By definition (recall (1.8), (1.9)) a function \(u\in \mathcal {A}^{N}_{\varepsilon ^{7/2}}\) can be written as

$$\begin{aligned} u=u_1+u_2\,,\qquad u_1=\mathcal {F}(\varepsilon \varphi _{\xi ,\theta })\,,\qquad \Vert u_2\Vert _{H^{s}}\le \frac{\varepsilon ^{\beta +1}}{2}\,,\quad \beta :=5/2\,, \end{aligned}$$
(6.21)

for some \((\xi ,\theta )\in \mathcal {O}^{N}\times \mathbb T^{N}\).

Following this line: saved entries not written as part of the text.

//! Staged software-generation pipeline.
//!
//! A natural-language request becomes a [`Plan`](core::types::Plan), the plan
//! becomes ordered implementation steps, and the steps are executed one at a
//! time against a sandboxed workspace, with human checkpoints after planning
//! and after task breakdown. The crate is split the usual way:
//!
//! - **[`core`]**: Pure, deterministic logic (records, stage graph, run state,
//!   time budgets). No I/O.
//! - **[`io`]**: Side effects (workspace, processes, backend, prompts, config,
//!   approval). Behind traits so tests can script them.
//!
//! [`agents`], [`revision`] and [`orchestrator`] combine the two into a run.

pub mod agents;
pub mod core;
pub mod io;
pub mod logging;
pub mod orchestrator;
pub mod revision;
#[cfg(any(test, feature = "test-support"))]
pub mod test_support;
//! Stage graph for a workflow run.
//!
//! The graph is a fixed transition table of `(from, guard) -> to`. Rows are
//! evaluated in order and the first row whose guard holds wins, so the table
//! fully determines control flow.

use std::fmt;

use anyhow::{Result, anyhow};

use crate::core::types::Approval;

/// Pipeline stage.
#[derive(Debug, Clone, Copy, PartialEq, Eq, Hash)]
pub enum Stage {
    Planning,
    PlanApproval,
    Architecture,
    TaskApproval,
    Coding,
    Done,
}

impl Stage {
    pub const INITIAL: Stage = Stage::Planning;

    pub fn as_str(self) -> &'static str {
        match self {
            Stage::Planning => "planning",
            Stage::PlanApproval => "plan_approval",
            Stage::Architecture => "architecture",
            Stage::TaskApproval => "task_approval",
            Stage::Coding => "coding",
            Stage::Done => "done",
        }
    }

    pub fn is_terminal(self) -> bool {
        self == Stage::Done
    }
}

impl fmt::Display for Stage {
    fn fmt(&self, f: &mut fmt::Formatter<'_>) -> fmt::Result {
        f.write_str(self.as_str())
    }
}

/// Snapshot of the workflow facts that guards are allowed to inspect.
#[derive(Debug, Clone, Copy, PartialEq, Eq, Default)]
pub struct Signals {
    pub plan_approval: Option<Approval>,
    pub task_approval: Option<Approval>,
    /// Coding has nothing left to do: steps exhausted or the run overran.
    pub coding_finished: bool,
}

/// Predicate attached to a transition row.
#[derive(Debug, Clone, Copy, PartialEq, Eq)]
pub enum Guard {
    Always,
    PlanApproved,
    PlanEditRequested,
    TasksApproved,
    TasksEditRequested,
    StepsRemain,
    CodingFinished,
}

impl Guard {
    pub fn holds(self, signals: &Signals) -> bool {
        match self {
            Guard::Always => true,
            Guard::PlanApproved => signals.plan_approval == Some(Approval::Approved),
            Guard::PlanEditRequested => signals.plan_approval == Some(Approval::EditRequested),
            Guard::TasksApproved => signals.task_approval == Some(Approval::Approved),
            Guard::TasksEditRequested => signals.task_approval == Some(Approval::EditRequested),
            Guard::StepsRemain => !signals.coding_finished,
            Guard::CodingFinished => signals.coding_finished,
        }
    }

    fn label(self) -> &'static str {
        match self {
            Guard::Always => "",
            Guard::PlanApproved | Guard::TasksApproved => "approved",
            Guard::PlanEditRequested | Guard::TasksEditRequested => "edit",
            Guard::StepsRemain => "steps remain",
            Guard::CodingFinished => "finished",
        }
    }
}

/// One row of the transition table.
#[derive(Debug, Clone, Copy, PartialEq, Eq)]
pub struct Transition {
    pub from: Stage,
    pub guard: Guard,
    pub to: Stage,
}

const fn row(from: Stage, guard: Guard, to: Stage) -> Transition {
    Transition { from, guard, to }
}

pub const TRANSITIONS: &[Transition] = &[
    row(Stage::Planning, Guard::Always, Stage::PlanApproval),
    row(Stage::PlanApproval, Guard::PlanApproved, Stage::Architecture),
    row(Stage::PlanApproval, Guard::PlanEditRequested, Stage::Planning),
    row(Stage::Architecture, Guard::Always, Stage::TaskApproval),
    row(Stage::TaskApproval, Guard::TasksApproved, Stage::Coding),
    row(Stage::TaskApproval, Guard::TasksEditRequested, Stage::Architecture),
    row(Stage::Coding, Guard::CodingFinished, Stage::Done),
    row(Stage::Coding, Guard::StepsRemain, Stage::Coding),
];

/// Resolve the stage that follows `from` given the current signals.
///
/// Errors when no row matches, e.g. leaving an approval stage before a
/// decision was recorded, or asking for a successor of `Done`.
pub fn next_stage(from: Stage, signals: &Signals) -> Result<Stage> {
    TRANSITIONS
        .iter()
        .find(|t| t.from == from && t.guard.holds(signals))
        .map(|t| t.to)
        .ok_or_else(|| anyhow!("no transition from {from} for signals {signals:?}"))
}

/// Render the transition table as a Mermaid flowchart.
pub fn render_mermaid() -> String {
    let mut out = String::from("flowchart TD\n");
    out.push_str(&format!("    start([start]) --> {}\n", Stage::INITIAL));
    for t in TRANSITIONS {
        let label = t.guard.label();
        if label.is_empty() {
            out.push_str(&format!("    {} --> {}\n", t.from, t.to));
        } else {
            out.push_str(&format!("    {} -- {} --> {}\n", t.from, label, t.to));
        }
    }
    out
}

By the proof of Theorem 1.1 we know that \(u\in \mathcal {U}_{\xi ,\theta }^{N}\) if it is the image, under the map \(\mathcal {F}\) (see (6.20)), of a function \(\varepsilon \varphi _{\xi ,\theta }+\varepsilon ^{\beta }V_0\) for some \(V_0\) satisfying (6.2). So to prove the inclusion (1.9) it is sufficient to show that there is some \(V_0\) (satisfying (6.2)) such that

$$\begin{aligned} \mathcal {F}^{-1}(u_1+u_2)=\mathcal {F}^{-1}(u)=\varepsilon \varphi _{\xi ,\theta }+\varepsilon ^{\beta }V_0 \qquad \Leftrightarrow \qquad u_1+u_2=u=\mathcal {F}\big (\varepsilon \varphi _{\xi ,\theta }+\varepsilon ^{\beta }V_0\big ). \end{aligned}$$

By (6.21) we have

$$\begin{aligned} \begin{aligned} \mathcal {F}^{-1}(u)&=\mathcal {F}^{-1}\big (\mathcal {F}(\varepsilon \varphi _{\xi ,\theta })+u_2\big ) \\ {}&=\varepsilon \varphi _{\xi ,\theta }+u_2+ \mathcal {F}^{-1}\big (\mathcal {F}(\varepsilon \varphi _{\xi ,\theta }+u_2)+R\big ) -\mathcal {F}^{-1}\Big (\mathcal {F}(\varepsilon \varphi _{\xi ,\theta }+u_2)\Big ) \end{aligned} \end{aligned}$$
(6.22)

where

$$\begin{aligned} R:=\mathcal {F}(\varepsilon \varphi _{\xi ,\theta })+u_2-\mathcal {F}(\varepsilon \varphi _{\xi ,\theta }+u_2) =u_2-d\mathcal {F}(\varepsilon \varphi _{\xi ,\theta }+\sigma u_2)[u_2], \end{aligned}$$

for some \(\sigma \in [0,1]\). By estimates (3.13), (3.14) we get

$$\begin{aligned} \Vert R\Vert _{H^{s}}\le C_{s}\varepsilon \,\Vert u_{2}\Vert _{H^s}\,, \end{aligned}$$
(6.23)

taking \(\varepsilon >0\) small enough. Similarly, by (6.22), we can write

$$\begin{aligned} \mathcal {F}^{-1}(u)=\varepsilon \varphi _{\xi ,\theta }+f, \qquad f:=u_2+d\mathcal {F}^{-1}\big (\mathcal {F}(\varepsilon \varphi _{\xi ,\theta }+u_2)+\tau R\big )[R], \end{aligned}$$

for some \(\tau \in [0,1]\). Hence, again by (3.13), (3.14), we deduce that

$$\begin{aligned} \Vert f\Vert _{H^{s}}\le \Vert u_2\Vert _{H^{s}}+C_2\varepsilon \Vert R\Vert _{H^{s}} {\mathop {<}\limits ^{(6.21), (6.23)}} \varepsilon ^{\beta +1}\,, \end{aligned}$$
(6.24)

taking \(\varepsilon >0\) small enough. Notice that the function f depends only on the known functions \(\varepsilon \varphi _{\xi ,\theta },u_2\). Setting \(\varepsilon ^{\beta }V_0:=f\) we have that condition (6.2) is fulfilled thanks to estimate (6.24). This implies the thesis.